Especially for you, on our server was generated the secret key pair RSA-2048 - public and private. All your files were encrypted with the public key, which has been transferred to your computer via the Internet. Decrypting of your files is only possible with the help of the private key and decrypt program, which is on our secret server.
What do I do?
Alas, if you do not take the necessary measures for the specified time then the conditions for obtaining the private key will be changed. If you really value your data, then we suggest you do not waste valuable time searching for the solutions because they do not exist.
By the time you see this message, the CryptoWall malware has already encrypted your files and - unless you have a clean backup - you probably won't be able to get your files back without paying up.

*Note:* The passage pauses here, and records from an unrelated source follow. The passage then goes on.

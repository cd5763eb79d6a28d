//! Hostnames: simple names, domains or IP addresses, with an optional port.

use regex::Regex;
use std::sync::LazyLock;

use crate::domain::{domain_with, DomainOptions};
use crate::error::{Validated, ValidationError};
use crate::ip_address::{ipv4_with, ipv6_with, Ipv4Options, Ipv6Options};

static PORT: LazyLock<Regex> = LazyLock::new(|| {
    Regex::new(
        r"^(?:6553[0-5]|655[0-2][0-9]|65[0-4][0-9]{2}|6[0-4][0-9]{3}|[1-5][0-9]{4}|[1-9][0-9]{0,3})$",
    )
    .expect("port regex")
});

// Up to 61 characters, alphanumeric at both ends.
static SIMPLE_HOSTNAME: LazyLock<Regex> = LazyLock::new(|| {
    Regex::new(r"(?i)^[a-z0-9](?:[a-z0-9\-]{0,59}[a-z0-9])?$").expect("simple hostname regex")
});

/// Options for [`hostname_with`].
#[derive(Debug, Clone, Copy, PartialEq, Eq)]
pub struct HostnameOptions {
    /// The host may not be an IPv6 address.
    pub skip_ipv6_addr: bool,
    /// The host may not be an IPv4 address.
    pub skip_ipv4_addr: bool,
    /// Accept a trailing `:port`.
    pub may_have_port: bool,
    /// Accept single-label names such as `localhost`.
    pub maybe_simple: bool,
    pub consider_tld: bool,
    /// Applies to IPv4 hosts only, see [`Ipv4Options::private`].
    pub private: Option<bool>,
    pub rfc_1034: bool,
    pub rfc_2782: bool,
}

impl Default for HostnameOptions {
    fn default() -> Self {
        Self {
            skip_ipv6_addr: false,
            skip_ipv4_addr: false,
            may_have_port: true,
            maybe_simple: true,
            consider_tld: false,
            private: None,
            rfc_1034: false,
            rfc_2782: false,
        }
    }
}

/// Hostname with default options.
///
/// ```
/// use validators::hostname;
///
/// assert!(hostname("ubuntu-pc:443").is_ok());
/// assert!(hostname("[::1]:22").is_ok());
/// assert!(hostname("_example.com").is_err());
/// ```
pub fn hostname(value: &str) -> Validated {
    hostname_with(value, &HostnameOptions::default())
}

pub fn hostname_with(value: &str, opts: &HostnameOptions) -> Validated {
    let err = || ValidationError::new("hostname").arg("value", value);

    if value.is_empty() {
        return Err(err());
    }

    let host = if opts.may_have_port {
        split_port(value).unwrap_or(value)
    } else {
        value
    };

    if is_valid_host(host, opts) {
        Ok(())
    } else {
        Err(err())
    }
}

/// Host segment of `host:port` or `[v6]:port` when the port is valid.
fn split_port(value: &str) -> Option<&str> {
    if value.matches("]:").count() == 1 {
        if let Some((host, port)) = value.rsplit_once(':') {
            if PORT.is_match(port) {
                let host = host.trim_start_matches('[').trim_end_matches(']');
                return Some(host).filter(|h| !h.is_empty());
            }
        }
    }
    if value.matches(':').count() == 1 {
        if let Some((host, port)) = value.rsplit_once(':') {
            if PORT.is_match(port) {
                return Some(host).filter(|h| !h.is_empty());
            }
        }
    }
    None
}

fn is_valid_host(host: &str, opts: &HostnameOptions) -> bool {
    if opts.maybe_simple && SIMPLE_HOSTNAME.is_match(host) {
        return true;
    }

    let domain_opts = DomainOptions {
        consider_tld: opts.consider_tld,
        rfc_1034: opts.rfc_1034,
        rfc_2782: opts.rfc_2782,
    };
    if domain_with(host, &domain_opts).is_ok() {
        return true;
    }

    if !opts.skip_ipv4_addr {
        let v4 = Ipv4Options {
            cidr: false,
            private: opts.private,
            ..Default::default()
        };
        if ipv4_with(host, &v4).is_ok() {
            return true;
        }
    }

    if !opts.skip_ipv6_addr {
        let v6 = Ipv6Options {
            cidr: false,
            ..Default::default()
        };
        if ipv6_with(host, &v6).is_ok() {
            return true;
        }
    }

    false
}
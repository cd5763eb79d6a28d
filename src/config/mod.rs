//! Configuration for the `validators` binary.
//!
//! Settings come from YAML files and the environment. Merge order (later
//! overrides earlier):
//! 1. Global config (`<config dir>/validators/config.yaml`)
//! 2. Project config (`.validators.yaml` in the working directory)
//! 3. Environment (`VALIDATORS_CACHE_TLD`, `VALIDATORS_QUIET`)
//!
//! Command-line flags are applied on top by the binary.

use anyhow::{Context, Result};
use serde::{Deserialize, Serialize};
use std::fs;
use std::path::{Path, PathBuf};

use crate::registry::CheckOptions;
use crate::tld;

pub mod defaults;
pub mod validation;

pub use defaults::*;

/// Project configuration file, relative to the working directory.
pub const PROJECT_CONFIG_FILE: &str = ".validators.yaml";

/// Environment variable that suppresses passing lines in text output.
pub const QUIET_ENV: &str = "VALIDATORS_QUIET";

#[derive(Debug, Clone, PartialEq, Eq, Default, Deserialize, Serialize)]
pub struct Config {
    /// Load the TLD list into memory once instead of scanning it per lookup
    #[serde(default)]
    pub cache_tld: bool,
    /// Only report failures
    #[serde(default)]
    pub quiet: bool,
    #[serde(default)]
    pub format: OutputFormat,
    #[serde(default)]
    pub defaults: CheckDefaults,
    /// Replacement TLD list (header line, then one TLD per line); `~` is expanded
    #[serde(default, skip_serializing_if = "Option::is_none")]
    pub tld_file: Option<PathBuf>,
}

impl Config {
    /// Load configuration with full merge semantics.
    pub fn load() -> Result<Self> {
        Self::load_merged_from(
            global_config_path().as_deref(),
            Path::new(PROJECT_CONFIG_FILE),
        )
    }

    pub fn load_from(path: &Path) -> Result<Self> {
        let content = fs::read_to_string(path)
            .with_context(|| format!("Failed to read config from {}", path.display()))?;

        Self::parse(&content)
    }

    pub fn parse(content: &str) -> Result<Self> {
        let config: Config = serde_yaml::from_str(content).context("Failed to parse config")?;
        config.validate()?;
        Ok(config)
    }

    /// Load merged configuration from the given global and project files,
    /// then apply environment overrides. Missing files are skipped.
    pub fn load_merged_from(global_path: Option<&Path>, project_path: &Path) -> Result<Self> {
        let global_config = global_path
            .filter(|p| p.exists())
            .map(PartialConfig::load_from)
            .transpose()?
            .unwrap_or_default();

        let project_config = Some(project_path)
            .filter(|p| p.exists())
            .map(PartialConfig::load_from)
            .transpose()?
            .unwrap_or_default();

        let mut config = global_config.merge_with(project_config);
        config.apply_env();
        config.validate()?;

        tracing::debug!(?config, "Loaded configuration");
        Ok(config)
    }

    /// Override settings from `VALIDATORS_CACHE_TLD` and `VALIDATORS_QUIET`.
    pub fn apply_env(&mut self) {
        if let Some(cache) = env_flag(tld::CACHE_ENV) {
            self.cache_tld = cache;
        }
        if let Some(quiet) = env_flag(QUIET_ENV) {
            self.quiet = quiet;
        }
    }

    /// Install process-wide settings: the TLD cache and a replacement TLD list.
    pub fn install(&self) -> Result<()> {
        if self.cache_tld {
            tld::enable_cache();
        }

        if let Some(path) = self.tld_file_path() {
            let contents = fs::read_to_string(&path)
                .with_context(|| format!("Failed to read TLD list from {}", path.display()))?;
            if tld::install_list(contents) {
                tracing::debug!(path = %path.display(), "Installed TLD list");
            } else {
                tracing::warn!(path = %path.display(), "TLD list already installed, ignoring");
            }
        }

        Ok(())
    }

    /// `tld_file` with `~` and environment variables expanded.
    pub fn tld_file_path(&self) -> Option<PathBuf> {
        self.tld_file.as_ref().map(|path| {
            let raw = path.to_string_lossy();
            match shellexpand::full(&raw) {
                Ok(expanded) => PathBuf::from(expanded.as_ref()),
                Err(_) => PathBuf::from(shellexpand::tilde(&raw).as_ref()),
            }
        })
    }

    /// Validator flags to start a check run from.
    pub fn check_options(&self) -> CheckOptions {
        self.defaults.check_options()
    }
}

/// Returns the path to the global config file, e.g. `~/.config/validators/config.yaml`
pub fn global_config_path() -> Option<PathBuf> {
    dirs::config_dir().map(|dir| dir.join("validators").join("config.yaml"))
}

/// Parse a boolean environment variable; unset or unrecognised values are `None`.
pub(crate) fn env_flag(name: &str) -> Option<bool> {
    let value = std::env::var(name).ok()?;
    match value.trim().to_ascii_lowercase().as_str() {
        "1" | "true" | "yes" | "on" => Some(true),
        "0" | "false" | "no" | "off" | "" => Some(false),
        _ => {
            tracing::warn!(name, value = %value, "Ignoring unrecognised boolean");
            None
        }
    }
}

/// Partial config for merging - all fields optional
#[derive(Debug, Deserialize, Default)]
struct PartialConfig {
    pub cache_tld: Option<bool>,
    pub quiet: Option<bool>,
    pub format: Option<OutputFormat>,
    pub defaults: Option<PartialCheckDefaults>,
    pub tld_file: Option<PathBuf>,
}

#[derive(Debug, Deserialize, Default)]
struct PartialCheckDefaults {
    pub consider_tld: Option<bool>,
    pub rfc_1034: Option<bool>,
    pub rfc_2782: Option<bool>,
    pub simple_host: Option<bool>,
    pub strict_query: Option<bool>,
}

impl PartialConfig {
    fn load_from(path: &Path) -> Result<Self> {
        let content = fs::read_to_string(path)
            .with_context(|| format!("Failed to read config from {}", path.display()))?;

        Self::parse(&content)
            .with_context(|| format!("Failed to parse config from {}", path.display()))
    }

    fn parse(content: &str) -> Result<Self> {
        // An empty file is an empty mapping.
        if content.trim().is_empty() {
            return Ok(Self::default());
        }
        serde_yaml::from_str(content).context("Failed to parse config")
    }

    /// Merge this global config with a project config, returning the merged result.
    /// Values from the project config take precedence over global.
    fn merge_with(self, project: PartialConfig) -> Config {
        let global_defaults = self.defaults.unwrap_or_default();
        let project_defaults = project.defaults.unwrap_or_default();
        let fallback = CheckDefaults::default();

        Config {
            cache_tld: project.cache_tld.or(self.cache_tld).unwrap_or_default(),
            quiet: project.quiet.or(self.quiet).unwrap_or_default(),
            format: project.format.or(self.format).unwrap_or_default(),
            defaults: CheckDefaults {
                consider_tld: project_defaults
                    .consider_tld
                    .or(global_defaults.consider_tld)
                    .unwrap_or(fallback.consider_tld),
                rfc_1034: project_defaults
                    .rfc_1034
                    .or(global_defaults.rfc_1034)
                    .unwrap_or(fallback.rfc_1034),
                rfc_2782: project_defaults
                    .rfc_2782
                    .or(global_defaults.rfc_2782)
                    .unwrap_or(fallback.rfc_2782),
                simple_host: project_defaults
                    .simple_host
                    .or(global_defaults.simple_host)
                    .unwrap_or(fallback.simple_host),
                strict_query: project_defaults
                    .strict_query
                    .or(global_defaults.strict_query)
                    .unwrap_or(fallback.strict_query),
            },
            tld_file: project.tld_file.or(self.tld_file),
        }
    }
}
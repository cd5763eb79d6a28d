//! Payment card numbers.

use crate::error::{ensure, Validated, ValidationError};
use crate::finance::luhn;

/// Digits only, passing the Luhn check.
///
/// ```
/// use validators::card_number;
///
/// assert!(card_number("4242424242424242").is_ok());
/// assert!(card_number("4242424242424241").is_err());
/// ```
pub fn card_number(value: &str) -> Validated {
    ensure(is_card_number(value), || {
        ValidationError::new("card_number").arg("value", value)
    })
}

fn is_card_number(value: &str) -> bool {
    !value.is_empty() && value.bytes().all(|b| b.is_ascii_digit()) && luhn(value)
}

fn brand(func: &'static str, value: &str, prefixes: &[&str], lengths: &[usize]) -> Validated {
    ensure(
        is_card_number(value)
            && lengths.contains(&value.len())
            && prefixes.iter().any(|p| value.starts_with(p)),
        || ValidationError::new(func).arg("value", value),
    )
}

pub fn visa(value: &str) -> Validated {
    brand("visa", value, &["4"], &[16])
}

pub fn mastercard(value: &str) -> Validated {
    brand(
        "mastercard",
        value,
        &[
            "51", "52", "53", "54", "55", "22", "23", "24", "25", "26", "27",
        ],
        &[16],
    )
}

pub fn amex(value: &str) -> Validated {
    brand("amex", value, &["34", "37"], &[15])
}

pub fn unionpay(value: &str) -> Validated {
    brand("unionpay", value, &["62"], &[16])
}

pub fn diners(value: &str) -> Validated {
    brand("diners", value, &["30", "36", "38", "39"], &[14, 16])
}

pub fn jcb(value: &str) -> Validated {
    brand("jcb", value, &["35"], &[16])
}

pub fn discover(value: &str) -> Validated {
    brand("discover", value, &["60", "64", "65"], &[16])
}

pub fn mir(value: &str) -> Validated {
    brand(
        "mir",
        value,
        &["2200", "2201", "2202", "2203", "2204"],
        &[16],
    )
}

Now security researchers at Blue Coat say that they have seen CryptoWall being spread via ads.yahoo.com - a major online advertising network run by, yes you guessed it, Yahoo.
Innocent computer users click on an advert served up by ad networks, which takes their browser leapfrogging from website to website, until they eventually arrive at a server containing an exploit kit designed to infect the PC with CryptoWall.
"What looked like a minor malvertising attack quickly became more significant as the cybercriminals were successfully able to gain the trust of the major ad networks like ads.yahoo.com," said Chris Larsen of Blue Coat Systems. "The interconnected nature of ad servers and the ease with which would-be-attackers can build trust to deliver malicious ads points to a broken security model that leaves users exposed to the types of ransomware and other malware that can steal personal, financial and credential information."
Obviously it's important to keep your computer protected with anti-virus software and web-filters, and ensure it is up-to-date and fresh with the latest security patches to reduce the chance of it carrying a vulnerability that can be exploited.
But another potential way to protect yourself is to install an ad blocker like AdBlock Plus in your browser so you don't see any ads in the first place.
Of course, such an approach doesn't necessarily help ad-supported websites, and means that you won't see the vast majority of ads that are not designed to infect you.
This isn't the first time that Yahoo's ads have been tainted by the stench of malvertising.
In January, for instance, Fox IT reported that visitors to Yahoo's website were bombarded with malicious adverts that attempted to infect computers with a wide array of financially-motivated malware.
Later in the same month, there were claims made that Bitcoin-mining malware had been spread via Yahoo ads.